Fifty nine infants were full term characterized by the following diagnoses; siblings of infants who had died from sudden infant death syndrome (SIDS) (n = 7), apparent life threatening event (ALTE) (n = 24), apnea/cyanosis in the newborn nursery (n = 21), and controls. Sixty-nine infants were preterm and consisted of patients suffering from idiopathic apnea (n = 61), and bronchopulmonary dysplasia (n = 8).
The ventilatory response to carbon dioxide was measured with a computerized waveform analyzer.

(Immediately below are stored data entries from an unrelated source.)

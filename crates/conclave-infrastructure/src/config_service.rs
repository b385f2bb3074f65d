//! Configuration loading.
//!
//! Reads the orchestrator configuration from an optional TOML file
//! (~/.config/conclave/config.toml by default) and caches it. A missing or
//! partial file falls back to the defaults field by field.

use std::path::PathBuf;
use std::sync::{Arc, RwLock};

use anyhow::{Context, Result};
use tracing::warn;

use conclave_core::config::OrchestratorConfig;

/// Loads and caches the orchestrator configuration.
#[derive(Clone)]
pub struct ConfigService {
    path: Option<PathBuf>,
    cached: Arc<RwLock<Option<OrchestratorConfig>>>,
}

impl ConfigService {
    /// Uses the default location (~/.config/conclave/config.toml).
    pub fn new() -> Self {
        Self {
            path: dirs::config_dir().map(|dir| dir.join("conclave").join("config.toml")),
            cached: Arc::new(RwLock::new(None)),
        }
    }

    /// Uses an explicit file path.
    pub fn with_path(path: impl Into<PathBuf>) -> Self {
        Self {
            path: Some(path.into()),
            cached: Arc::new(RwLock::new(None)),
        }
    }

    /// Returns the configuration, loading it on first access.
    ///
    /// Load problems are logged and answered with the defaults: a broken
    /// config file must not keep the orchestrator from starting.
    pub fn get(&self) -> OrchestratorConfig {
        {
            let cached = self.cached.read().unwrap();
            if let Some(ref config) = *cached {
                return config.clone();
            }
        }

        let loaded = match self.load() {
            Ok(config) => config,
            Err(e) => {
                warn!("[ConfigService] Falling back to defaults: {}", e);
                OrchestratorConfig::default()
            }
        };

        let mut cached = self.cached.write().unwrap();
        *cached = Some(loaded.clone());
        loaded
    }

    /// Forces a reload on the next access.
    pub fn invalidate(&self) {
        let mut cached = self.cached.write().unwrap();
        *cached = None;
    }

    fn load(&self) -> Result<OrchestratorConfig> {
        let Some(ref path) = self.path else {
            return Ok(OrchestratorConfig::default());
        };
        if !path.exists() {
            return Ok(OrchestratorConfig::default());
        }
        let text = std::fs::read_to_string(path)
            .with_context(|| format!("Failed to read {}", path.display()))?;
        toml::from_str(&text).with_context(|| format!("Failed to parse {}", path.display()))
    }
}

impl Default for ConfigService {
    fn default() -> Self {
        Self::new()
    }
}
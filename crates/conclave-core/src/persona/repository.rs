//! Persona configuration repository trait.
//!
//! Defines the interface for persona configuration persistence.

use anyhow::Result;
use async_trait::async_trait;

use super::model::PersonaConfiguration;
use super::role::PersonaRole;

/// An abstract repository for persona configurations.
///
/// This trait defines the contract for persisting and retrieving persona
/// settings, decoupling the orchestration logic from the specific storage
/// mechanism (in-memory, TOML files, database).
#[async_trait]
pub trait PersonaConfigRepository: Send + Sync {
    /// Retrieves all stored configurations, in sort order.
    async fn get_all(&self) -> Result<Vec<PersonaConfiguration>>;

    /// Looks up the configuration for one role.
    async fn find_by_role(&self, role: PersonaRole) -> Result<Option<PersonaConfiguration>>;

    /// Saves all configurations, replacing existing ones.
    async fn save_all(&self, configurations: &[PersonaConfiguration]) -> Result<()>;
}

Among full term infants no significant differences in the ventilatory slope in response to CO2 was seen. The range of mean slope was 19.4 +/- 7.6 in siblings of SIDS and 36 +/- 17 in control infants. Greater number of sibling of SIDS had slopes less than 20 ml/kg/min/mmHg in comparison to control infants. Sibling of SIDS had less increase in minute ventilation and inspiratory flow in response to CO2 administration in comparison to control infants. Preterm infants had similar slopes with a mean of 33 ml/kg/min/mmHg in infants with idiopathic apnea and 28 ml/kg/min/mmHg in infants with bronchopulmonary dysplasia.
The large intragroup variability in the ventilatory response to inspired CO2, confirming previously reported data, comprises the benefit of this test. Thus, ventilatory response to CO2 administration is not useful in unselected patients at risk of SIDS or apnea.
研究被认为有婴儿猝死综合征或呼吸暂停风险的婴儿对吸入二氧化碳的通气反应。
临床数据测量。
大学新生儿科的婴儿呼吸暂停评估项目。
59名足月儿,诊断如下:婴儿猝死综合征(SIDS)死亡婴儿的兄弟姐妹(n = 7)、明显危及生命事件(ALTE)(n = 24)、新生儿重症监护室的呼吸暂停/发绀(n = 21)以及对照组。69名早产儿,包括特发性呼吸暂停患者(n = 61)和支气管肺发育不良患者(n = 8)。
使用计算机化波形分析仪测量对二氧化碳的通气反应。
在足月儿中,未观察到对二氧化碳反应的通气斜率有显著差异。SIDS患儿兄弟姐妹的平均斜率范围为19.4±7.6,对照组婴儿为36±17。与对照组婴儿相比,更多SIDS患儿兄弟姐妹的斜率小于20 ml/kg/min/mmHg。与对照组婴儿相比,SIDS患儿兄弟姐妹在给予二氧化碳后分钟通气量和吸气流量的增加较少。早产儿的斜率相似,特发性呼吸暂停婴儿的平均斜率为33 ml/kg/min/mmHg,支气管肺发育不良婴儿为28 ml/kg/min/mmHg。
对吸入二氧化碳的通气反应存在较大的组内变异性,这证实了先前报道的数据,也说明了该测试的局限性。因此,对有SIDS或呼吸暂停风险的未筛选患者,给予二氧化碳后的通气反应并无用处。